Personal information
- Date of birth: 29 August 1965 (age 60)
- Place of birth: Zeist, Netherlands
- Position: Defender

Team information
- Current team: Emmen (asst. manager)

Youth career
- Unitas ’59

Senior career*
- Years: Team / Apps / (Gls)
- 1986: PSV / 0 / (0)
- 1986–1990: MVV / 112 / (29)
- 1990–1996: Go Ahead Eagles / 149 / (6)
- 1996–2003: Emmen / 181 / (2)
- Total:  / 442 / (37)

Managerial career
- 2007: Emmen
- 2007–2010: Cambuur (assistant)
- 2010–2013: Cambuur
- 2015–2019: Groningen (youth)
- 2019–2023: Groningen (assistant)
- 2024: Emmen (interim)
- 2025-: Emmen (interim)

= Alfons Arts =

Dutch football manager

Alfons Arts (born 29 August 1965) is a Dutch retired football defender and later manager.

==Playing career==
Arts started his professional career at MVV after not making it to PSV's first team.

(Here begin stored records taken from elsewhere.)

//! Identity types for the Telegram login widget flow.

use serde::{Deserialize, Serialize};

/// Callback payload posted by the front end after the login widget completes.
///
/// `hash` is the widget's HMAC over the remaining fields and is only ever
/// used as one-shot proof of the login event; it is never stored.
#[derive(Debug, Clone, Serialize, Deserialize)]
pub struct LoginPayload {
    pub id: i64,
    pub username: Option<String>,
    pub first_name: Option<String>,
    pub last_name: Option<String>,
    pub photo_url: Option<String>,
    pub auth_date: i64,
    pub hash: String,
}

/// Identity claims kept in the session cookie after a verified login.
#[derive(Debug, Clone, Serialize, Deserialize, PartialEq)]
pub struct SessionIdentity {
    pub telegram_id: i64,
    pub username: Option<String>,
    pub first_name: Option<String>,
    pub last_name: Option<String>,
    pub photo_url: Option<String>,
}

impl From<&LoginPayload> for SessionIdentity {
    fn from(payload: &LoginPayload) -> Self {
        Self {
            telegram_id: payload.id,
            username: payload.username.clone(),
            first_name: payload.first_name.clone(),
            last_name: payload.last_name.clone(),
            photo_url: payload.photo_url.clone(),
        }
    }
}
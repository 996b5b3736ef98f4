pub mod models;
pub mod session;
pub mod signature;
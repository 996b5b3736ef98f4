use actix_web::{web, HttpResponse, Result};
use time::OffsetDateTime;

use crate::cache::payments;
use crate::error::AppError;
use crate::extractors::CurrentIdentity;
use crate::services::profile::{assemble_profile, require_entitled_user};
use crate::state::app_state::AppState;

/// `GET /api/me`: session → upstream fetch → entitlement gate → assembled
/// profile. Upstream calls run sequentially; a failure anywhere aborts the
/// whole request rather than returning a partial profile.
async fn me(
    identity: CurrentIdentity,
    app_state: web::Data<AppState>,
) -> Result<HttpResponse, AppError> {
    let user = require_entitled_user(&app_state, identity.telegram_id()).await?;

    let payment_rows = match &app_state.cache {
        Some(db) => payments::recent_for(db, identity.telegram_id()).await?,
        None => Vec::new(),
    };

    let view = assemble_profile(
        &identity.0,
        &user,
        payment_rows,
        &app_state.profile,
        OffsetDateTime::now_utc(),
    );
    Ok(HttpResponse::Ok().json(view))
}

pub fn configure_routes(cfg: &mut web::ServiceConfig) {
    cfg.service(web::resource("/api/me").route(web::get().to(me)));
}
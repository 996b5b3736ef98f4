//! Canonical shapes the upstream panel responses are normalized into.

use serde::{Deserialize, Serialize, Serializer};
use serde_json::{Map, Value};

/// Subscription status as reported by the panel. Anything other than
/// `ACTIVE` (compared case-insensitively) denies access.
#[derive(Debug, Clone, PartialEq, Eq)]
pub enum SubscriptionStatus {
    Active,
    Other(String),
}

impl SubscriptionStatus {
    pub fn from_raw(raw: Option<&str>) -> Self {
        match raw {
            Some(s) if s.eq_ignore_ascii_case("ACTIVE") => Self::Active,
            Some(s) => Self::Other(s.to_ascii_uppercase()),
            None => Self::Other(String::new()),
        }
    }

    pub fn as_str(&self) -> &str {
        match self {
            Self::Active => "ACTIVE",
            Self::Other(s) => s,
        }
    }

    pub fn is_active(&self) -> bool {
        matches!(self, Self::Active)
    }
}

impl Serialize for SubscriptionStatus {
    fn serialize<S: Serializer>(&self, serializer: S) -> Result<S::Ok, S::Error> {
        serializer.serialize_str(self.as_str())
    }
}

/// One panel user record, already normalized: wrapper keys unwrapped and
/// field-name casing resolved by `upstream::normalize`.
#[derive(Debug, Clone, PartialEq)]
pub struct UpstreamUser {
    /// Panel-internal id used by the device routes.
    pub id: i64,
    pub username: Option<String>,
    pub status: SubscriptionStatus,
    pub sub_revoked_at: Option<String>,
    pub expire_at: Option<String>,
    pub traffic_limit_bytes: Option<i64>,
    pub traffic_used_bytes: Option<i64>,
    pub hwid_device_limit: Option<i64>,
    pub short_uuid: Option<String>,
    pub subscription_url: Option<String>,
    pub external_squad_uuid: Option<String>,
    pub active_internal_squads: Vec<Value>,
}

/// A hardware device registered upstream. Only `hwid` is interpreted;
/// everything else passes through untouched.
#[derive(Debug, Clone, PartialEq, Serialize, Deserialize)]
pub struct Device {
    pub hwid: String,
    #[serde(flatten)]
    pub metadata: Map<String, Value>,
}
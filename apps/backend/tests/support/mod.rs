//! Shared fixtures for the integration suites: a scripted upstream, an app
//! builder wired like production (session middleware + real routes), and
//! login helpers that mint valid widget payloads.

use std::sync::Arc;

use actix_http::Request;
use actix_session::storage::CookieSessionStore;
use actix_session::SessionMiddleware;
use actix_web::body::MessageBody;
use actix_web::cookie::{Cookie, Key, SameSite};
use actix_web::dev::{Service, ServiceResponse};
use actix_web::{test, web, App, Error};
use async_trait::async_trait;
use cabinet_backend::config::{PlanMap, ProfileConfig};
use cabinet_backend::routes;
use cabinet_backend::state::app_state::AppState;
use cabinet_backend::state::security_config::SecurityConfig;
use cabinet_backend::upstream::client::SubscriptionApi;
use cabinet_backend::upstream::models::{Device, SubscriptionStatus, UpstreamUser};
use cabinet_backend::{login_signature, AppError, LoginPayload, SESSION_COOKIE_NAME};
use parking_lot::Mutex;
use time::OffsetDateTime;

pub const BOT_TOKEN: &str = "123456:integration-test-bot-token";
pub const SESSION_SECRET: &str = "an-integration-test-secret-of-sufficient-length";

pub const LTE_SQUAD: &str = "squad-paid-lte";
pub const WIFI_SQUAD: &str = "squad-paid-wifi";

/// Scripted stand-in for the panel API.
pub struct MockUpstream {
    user: Mutex<Option<UpstreamUser>>,
    devices: Mutex<Vec<Device>>,
    fail_status: Mutex<Option<u16>>,
}

impl MockUpstream {
    pub fn new() -> Arc<Self> {
        Arc::new(Self {
            user: Mutex::new(None),
            devices: Mutex::new(Vec::new()),
            fail_status: Mutex::new(None),
        })
    }

    pub fn set_user(&self, user: Option<UpstreamUser>) {
        *self.user.lock() = user;
    }

    pub fn set_devices(&self, devices: Vec<Device>) {
        *self.devices.lock() = devices;
    }

    /// Make every user fetch fail with the given upstream status.
    pub fn fail_with_status(&self, status: u16) {
        *self.fail_status.lock() = Some(status);
    }
}

#[async_trait]
impl SubscriptionApi for MockUpstream {
    async fn fetch_user_by_external_id(
        &self,
        _external_id: i64,
    ) -> Result<Option<UpstreamUser>, AppError> {
        if let Some(status) = *self.fail_status.lock() {
            return Err(AppError::upstream(status, "scripted failure".to_string()));
        }
        Ok(self.user.lock().clone())
    }

    async fn list_devices(&self, _user_id: i64) -> Result<Vec<Device>, AppError> {
        Ok(self.devices.lock().clone())
    }

    async fn delete_device(&self, _user_id: i64, hwid: &str) -> Result<(), AppError> {
        self.devices.lock().retain(|d| d.hwid != hwid);
        Ok(())
    }
}

pub fn device(hwid: &str) -> Device {
    Device {
        hwid: hwid.to_string(),
        metadata: serde_json::Map::new(),
    }
}

/// An entitled panel user; tests tweak fields as needed.
pub fn active_user() -> UpstreamUser {
    UpstreamUser {
        id: 7,
        username: Some("42".to_string()),
        status: SubscriptionStatus::Active,
        sub_revoked_at: None,
        expire_at: Some("2030-01-01T00:00:00Z".to_string()),
        traffic_limit_bytes: Some(100_000),
        traffic_used_bytes: Some(5_000),
        hwid_device_limit: Some(3),
        short_uuid: Some("abc123".to_string()),
        subscription_url: None,
        external_squad_uuid: Some(LTE_SQUAD.to_string()),
        active_internal_squads: vec![],
    }
}

fn test_profile() -> ProfileConfig {
    ProfileConfig {
        plans: PlanMap::parse(&format!("{LTE_SQUAD}=lte,{WIFI_SQUAD}=wifi")).unwrap(),
        subscription_base_url: Some("https://sub.example".to_string()),
    }
}

pub fn test_state(upstream: Arc<dyn SubscriptionApi>) -> AppState {
    AppState::without_cache(SecurityConfig::for_tests(BOT_TOKEN), upstream, test_profile())
}

/// Like [`test_state`], but backed by a local payments database.
pub fn test_state_with_cache(
    upstream: Arc<dyn SubscriptionApi>,
    cache: sea_orm::DatabaseConnection,
) -> AppState {
    AppState::new(
        SecurityConfig::for_tests(BOT_TOKEN),
        upstream,
        Some(cache),
        test_profile(),
    )
}

/// Build a test service with the production routes and session middleware.
pub async fn create_test_app(
    state: AppState,
) -> impl Service<Request, Response = ServiceResponse<impl MessageBody>, Error = Error> {
    let key = Key::derive_from(SESSION_SECRET.as_bytes());
    test::init_service(
        App::new()
            .wrap(
                SessionMiddleware::builder(CookieSessionStore::default(), key)
                    .cookie_name(SESSION_COOKIE_NAME.to_string())
                    .cookie_same_site(SameSite::Lax)
                    .cookie_secure(false)
                    .build(),
            )
            .app_data(web::Data::new(state))
            .configure(routes::configure),
    )
    .await
}

/// A callback payload the widget could have produced just now.
pub fn signed_login_payload(telegram_id: i64) -> LoginPayload {
    let mut payload = LoginPayload {
        id: telegram_id,
        username: Some("alice".to_string()),
        first_name: Some("Alice".to_string()),
        last_name: None,
        photo_url: None,
        auth_date: OffsetDateTime::now_utc().unix_timestamp(),
        hash: String::new(),
    };
    payload.hash = login_signature(&payload, BOT_TOKEN);
    payload
}

pub fn session_cookie<B>(resp: &ServiceResponse<B>) -> Cookie<'static> {
    resp.response()
        .cookies()
        .find(|c| c.name() == SESSION_COOKIE_NAME)
        .expect("response should carry the session cookie")
        .into_owned()
}

/// Run the callback flow and return the issued session cookie.
pub async fn login<S, B>(app: &S, telegram_id: i64) -> Cookie<'static>
where
    S: Service<Request, Response = ServiceResponse<B>, Error = Error>,
    B: MessageBody,
{
    let req = test::TestRequest::post()
        .uri("/api/auth/telegram/callback")
        .set_json(signed_login_payload(telegram_id))
        .to_request();
    let resp = test::call_service(app, req).await;
    assert_eq!(resp.status().as_u16(), 200, "login callback should succeed");
    session_cookie(&resp)
}
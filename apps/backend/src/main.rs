use std::sync::Arc;

use actix_session::storage::CookieSessionStore;
use actix_session::SessionMiddleware;
use actix_web::cookie::{Key, SameSite};
use actix_web::{web, App, HttpServer};
use cabinet_backend::config::AppConfig;
use cabinet_backend::middleware::cors::cors_middleware;
use cabinet_backend::middleware::request_trace::RequestTrace;
use cabinet_backend::routes;
use cabinet_backend::state::app_state::AppState;
use cabinet_backend::state::security_config::SecurityConfig;
use cabinet_backend::upstream::client::HttpSubscriptionApi;
use cabinet_backend::{cache, SESSION_COOKIE_NAME};

mod telemetry;

#[actix_web::main]
async fn main() -> std::io::Result<()> {
    telemetry::init_tracing();

    // Environment variables must be set by the runtime environment:
    // - Docker: Set via docker-compose env_file or docker run --env-file
    // - Local dev: Source env files manually (e.g., set -a; . ./.env; set +a)
    let config = match AppConfig::from_env() {
        Ok(config) => config,
        Err(e) => {
            eprintln!("❌ {e}");
            std::process::exit(1);
        }
    };

    let upstream = match HttpSubscriptionApi::new(&config) {
        Ok(client) => Arc::new(client),
        Err(e) => {
            eprintln!("❌ {e}");
            std::process::exit(1);
        }
    };

    let local_cache = match &config.local_db_path {
        Some(path) => match cache::connect(path).await {
            Ok(db) => {
                println!("✅ Local cache attached: {path}");
                Some(db)
            }
            Err(e) => {
                eprintln!("❌ {e}");
                std::process::exit(1);
            }
        },
        None => None,
    };

    let security = SecurityConfig::new(config.bot_token.clone(), config.auth_max_age);
    let session_key = Key::derive_from(config.session_secret.as_bytes());

    let app_state = AppState::new(security, upstream, local_cache, config.profile.clone());
    let data = web::Data::new(app_state);

    let host = config.host.clone();
    let port = config.port;
    println!("🚀 Starting cabinet backend on http://{host}:{port}");

    HttpServer::new(move || {
        App::new()
            .wrap(cors_middleware(&config.allowed_origins))
            .wrap(
                SessionMiddleware::builder(CookieSessionStore::default(), session_key.clone())
                    .cookie_name(SESSION_COOKIE_NAME.to_string())
                    .cookie_same_site(SameSite::Lax)
                    .cookie_secure(config.cookie_secure)
                    .build(),
            )
            .wrap(RequestTrace)
            .app_data(data.clone())
            .configure(routes::configure)
    })
    .bind((host.as_str(), port))?
    .run()
    .await
}
use tracing_subscriber::{fmt, prelude::*, EnvFilter};

pub fn init_tracing() {
    let env_filter = EnvFilter::try_from_default_env()
        .unwrap_or_else(|_| EnvFilter::new("info,actix_web=info,reqwest=warn,sqlx=warn"));

    let fmt_layer = fmt::layer()
        .with_target(false)
        .with_file(false)
        .with_line_number(false)
        .with_thread_ids(false)
        .with_thread_names(false)
        .with_ansi(false)
        .json();

    tracing_subscriber::registry()
        .with(env_filter)
        .with(fmt_layer)
        .init();
}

With MVV he won promotion to the Eredivisie in 1988. He then joined Go Ahead Eagles in 1990, again clinching promotion to the top tier, before ending up at Emmen.

==Managerial career==
Born in Zeist, but raised in Eindhoven, Arts was caretaker manager at Emmen in 2007 and was appointed assistant manager at the club in 2024.